Colatosti runs Oasis Systems.
“We provide a range of IT services to the Department of Defense, we have a number of contracts with the Air Force, Navy, Marine Corps, and services include command control, surveillance, cyber security,” he said.
Oasis Systems employs 600 people nationwide, 300 in Massachusetts. The possibility of layoffs, and losing employees to other tech businesses, is making Colatosti feel …
“Very anxious,” he said. “There’s a lot of uncertainty, a lot of unknowns.”
The anxiety is related to sequestration, which is an across-the-board cut of 7.5 percent from the defense budget. That means fewer contracts with companies like Oasis. About 7,000 civilian defense employees in Massachusetts and 5,000 in Rhode Island will be furloughed, according to the White House.
But regardless of sequestration, the spending caps in the Budget Control Act of 2011 are likely to force the Pentagon’s base budget to stay virtually flat over the next decade. It's set to fall to $716 billion this year.
“There are some people who are sympathetic to the idea that we could actually accept some defense cuts now of a deeper magnitude than were already underway, and let’s not forget they were already underway,” said Michael O’Hanlon, senior fellow in foreign policy studies at the Brookings Institution in Washington. He said defense cuts get attention in part because they raise concerns over preserving national security.
“I do think there are some ways we can scale back but let’s not pretend that this is a peaceful world,” O’Hanlon said. “But this is not a good way to carry out that policy because what it essentially does is deprive us of any kind of strategic change. So we wind up just doing indiscriminate, across-the-board, thoughtless defense cuts.”
But the results of the cuts remain a topic of debate. Christopher Preble is vice president for defense and foreign policy studies at the CATO Institute in Washington.
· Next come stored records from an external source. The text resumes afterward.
//! Multiclass linear classifier
//!
//! One-vs-rest over the labels present in the training set. Every class
//! gets its own binary L2-loss SVM solved by dual coordinate descent; the
//! binary problems are independent and are trained in parallel.
//!
//! # Example
//!
//! ```rust
//! use phow::classifier::LinearClassifier;
//!
//! # fn main() -> phow::Result<()> {
//! let features = vec![vec![1.0, 0.0], vec![0.9, 0.1], vec![0.0, 1.0], vec![0.1, 0.9]];
//! let labels: Vec<String> = ["a", "a", "b", "b"].iter().map(|s| s.to_string()).collect();
//!
//! let model = LinearClassifier::new().with_c(1.0).train(&features, &labels)?;
//! assert_eq!(model.predict(&[1.0, 0.0])?.label, "a");
//! # Ok(())
//! # }
//! ```

use crate::core::{dot, FeatureVector, Label, PhowError, Prediction, Result};
use crate::solver::{DcdSolver, SolverConfig};
use log::{debug, info};
use rand::rngs::StdRng;
use rand::SeedableRng;
use rayon::prelude::*;
use serde::{Deserialize, Serialize};
use std::collections::BTreeSet;

/// Classifier parameters
#[derive(Debug, Clone, PartialEq, Serialize, Deserialize)]
#[serde(default)]
pub struct ClassifierConfig {
    #[serde(flatten)]
    pub solver: SolverConfig,
    /// Seed for the coordinate permutation in each binary problem
    pub seed: u64,
}

impl Default for ClassifierConfig {
    fn default() -> Self {
        Self {
            solver: SolverConfig::default(),
            seed: 1,
        }
    }
}

/// One-vs-rest linear SVM trainer with builder-style configuration
#[derive(Debug, Clone, Default)]
pub struct LinearClassifier {
    config: ClassifierConfig,
}

impl LinearClassifier {
    pub fn new() -> Self {
        Self::default()
    }

    pub fn with_config(config: ClassifierConfig) -> Self {
        Self { config }
    }

    /// Set regularization parameter C
    pub fn with_c(mut self, c: f64) -> Self {
        self.config.solver.c = c;
        self
    }

    /// Set convergence tolerance
    pub fn with_epsilon(mut self, epsilon: f64) -> Self {
        self.config.solver.epsilon = epsilon;
        self
    }

    /// Set maximum number of solver passes per class
    pub fn with_max_iterations(mut self, max_iterations: usize) -> Self {
        self.config.solver.max_iterations = max_iterations;
        self
    }

    /// Set the constant bias feature (0 disables the bias)
    pub fn with_bias(mut self, bias: f64) -> Self {
        self.config.solver.bias = bias;
        self
    }

    pub fn with_seed(mut self, seed: u64) -> Self {
        self.config.seed = seed;
        self
    }

    pub fn config(&self) -> &ClassifierConfig {
        &self.config
    }

    /// Fit one discriminant per label present in `labels`
    ///
    /// Labels with no examples simply do not appear in the model. Fails with
    /// `Training` when there is nothing to learn from or a binary problem
    /// hits the iteration cap.
    pub fn train(&self, features: &[FeatureVector], labels: &[Label]) -> Result<Model> {
        if features.len() != labels.len() {
            return Err(PhowError::InvalidParameter(format!(
                "{} feature vectors but {} labels",
                features.len(),
                labels.len()
            )));
        }
        let classes: Vec<Label> = labels.iter().cloned().collect::<BTreeSet<_>>().into_iter().collect();
        if classes.is_empty() {
            return Err(PhowError::Training(
                "No usable classes in the training set".to_string(),
            ));
        }

        let dimension = features[0].len();
        if let Some(bad) = features.iter().find(|f| f.len() != dimension) {
            return Err(PhowError::DimensionMismatch {
                expected: dimension,
                actual: bad.len(),
            });
        }

        let solver = DcdSolver::new(self.config.solver.clone())?;

        if classes.len() == 1 {
            info!("Only class {:?} present; it is always predicted", classes[0]);
            return Ok(Model {
                labels: classes,
                weights: vec![vec![0.0; dimension]],
                biases: vec![0.0],
            });
        }

        info!(
            "Training {} one-vs-rest classifiers on {} examples of dimension {}",
            classes.len(),
            features.len(),
            dimension
        );

        let seed = self.config.seed;
        let solutions = classes
            .par_iter()
            .enumerate()
            .map(|(index, class)| {
                let y: Vec<f64> = labels
                    .iter()
                    .map(|l| if l == class { 1.0 } else { -1.0 })
                    .collect();
                let mut rng = StdRng::seed_from_u64(seed.wrapping_add(index as u64));
                let solution = solver.solve(features, &y, &mut rng).map_err(|e| match e {
                    PhowError::Training(msg) => PhowError::Training(format!("class {class:?}: {msg}")),
                    other => other,
                })?;
                debug!("Class {class:?} trained in {} passes", solution.iterations);
                Ok(solution)
            })
            .collect::<Result<Vec<_>>>()?;

        let (weights, biases) = solutions.into_iter().map(|s| (s.weights, s.bias)).unzip();
        Ok(Model {
            labels: classes,
            weights,
            biases,
        })
    }
}

/// Trained multiclass model: one weight vector and bias per label
#[derive(Debug, Clone, PartialEq, Serialize, Deserialize)]
pub struct Model {
    labels: Vec<Label>,
    weights: Vec<Vec<f64>>,
    biases: Vec<f64>,
}

impl Model {
    /// Assemble a model from its parts, checking shapes
    pub fn from_parts(labels: Vec<Label>, weights: Vec<Vec<f64>>, biases: Vec<f64>) -> Result<Self> {
        if labels.is_empty() || labels.len() != weights.len() || labels.len() != biases.len() {
            return Err(PhowError::InvalidParameter(format!(
                "Model needs one weight vector and bias per label: {} labels, {} weights, {} biases",
                labels.len(),
                weights.len(),
                biases.len()
            )));
        }
        let dimension = weights[0].len();
        if let Some(w) = weights.iter().find(|w| w.len() != dimension) {
            return Err(PhowError::DimensionMismatch {
                expected: dimension,
                actual: w.len(),
            });
        }
        Ok(Self {
            labels,
            weights,
            biases,
        })
    }

    /// Labels the model can predict, in score order
    pub fn labels(&self) -> &[Label] {
        &self.labels
    }

    /// Expected feature dimensionality
    pub fn dimension(&self) -> usize {
        self.weights.first().map_or(0, Vec::len)
    }

    pub fn weights(&self) -> &[Vec<f64>] {
        &self.weights
    }

    pub fn biases(&self) -> &[f64] {
        &self.biases
    }

    /// Decision value of every class
    pub fn scores(&self, feature: &[f64]) -> Result<Vec<f64>> {
        if feature.len() != self.dimension() {
            return Err(PhowError::DimensionMismatch {
                expected: self.dimension(),
                actual: feature.len(),
            });
        }
        Ok(self
            .weights
            .iter()
            .zip(&self.biases)
            .map(|(w, b)| dot(w, feature) + b)
            .collect())
    }

    /// Arg-max class; ties go to the label that sorts first
    pub fn predict(&self, feature: &[f64]) -> Result<Prediction> {
        let scores = self.scores(feature)?;
        let mut best = 0;
        for (i, &s) in scores.iter().enumerate().skip(1) {
            if s > scores[best] {
                best = i;
            }
        }
        Ok(Prediction::new(
            self.labels[best].clone(),
            scores[best],
            self.labels.iter().cloned().zip(scores).collect(),
        ))
    }

    pub fn predict_batch(&self, features: &[FeatureVector]) -> Result<Vec<Prediction>> {
        features.iter().map(|f| self.predict(f)).collect()
    }
}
“In every post-war drawdown, going back at least to World War II, resources that were going to the war effort are redirected back to the civilian economy,” Preble said. “We saw that in 1946, ‘47, we saw it after Korea, after the Vietnam War and of course most recently we saw it at the end of the Cold War.”
Preble said claims of job losses are exaggerated.
“In a dynamic economy resources do shift from time to time,” he said. “It’s a little different, of course, when we’re talking about military spending which is driven by political considerations as opposed to consumer needs. But people change jobs, money that is freed up out of tax dollars, or public sector, is redirected perhaps to other public expenditures or to tax reductions that then go back to the private sector.”
So at the moment the biggest problem resulting from sequestration appears to be paralysis. Businesses aren’t hiring, investing or making layoffs – yet. Colatosti said the uncertainty just hangs.
“In person, in writing we give a mixed message of things are very difficult, people should be prepared, but we remain optimistic and hopeful because we think we’re providing quality services having a dramatic impact on our war fighters,” he said.
Because the federal fiscal year runs through October, officials could stretch some of the cuts until then. Moving forward, President Obama's defense budget reflects three goals: protect Americans, improve ways to spend federal money, and invest in innovation.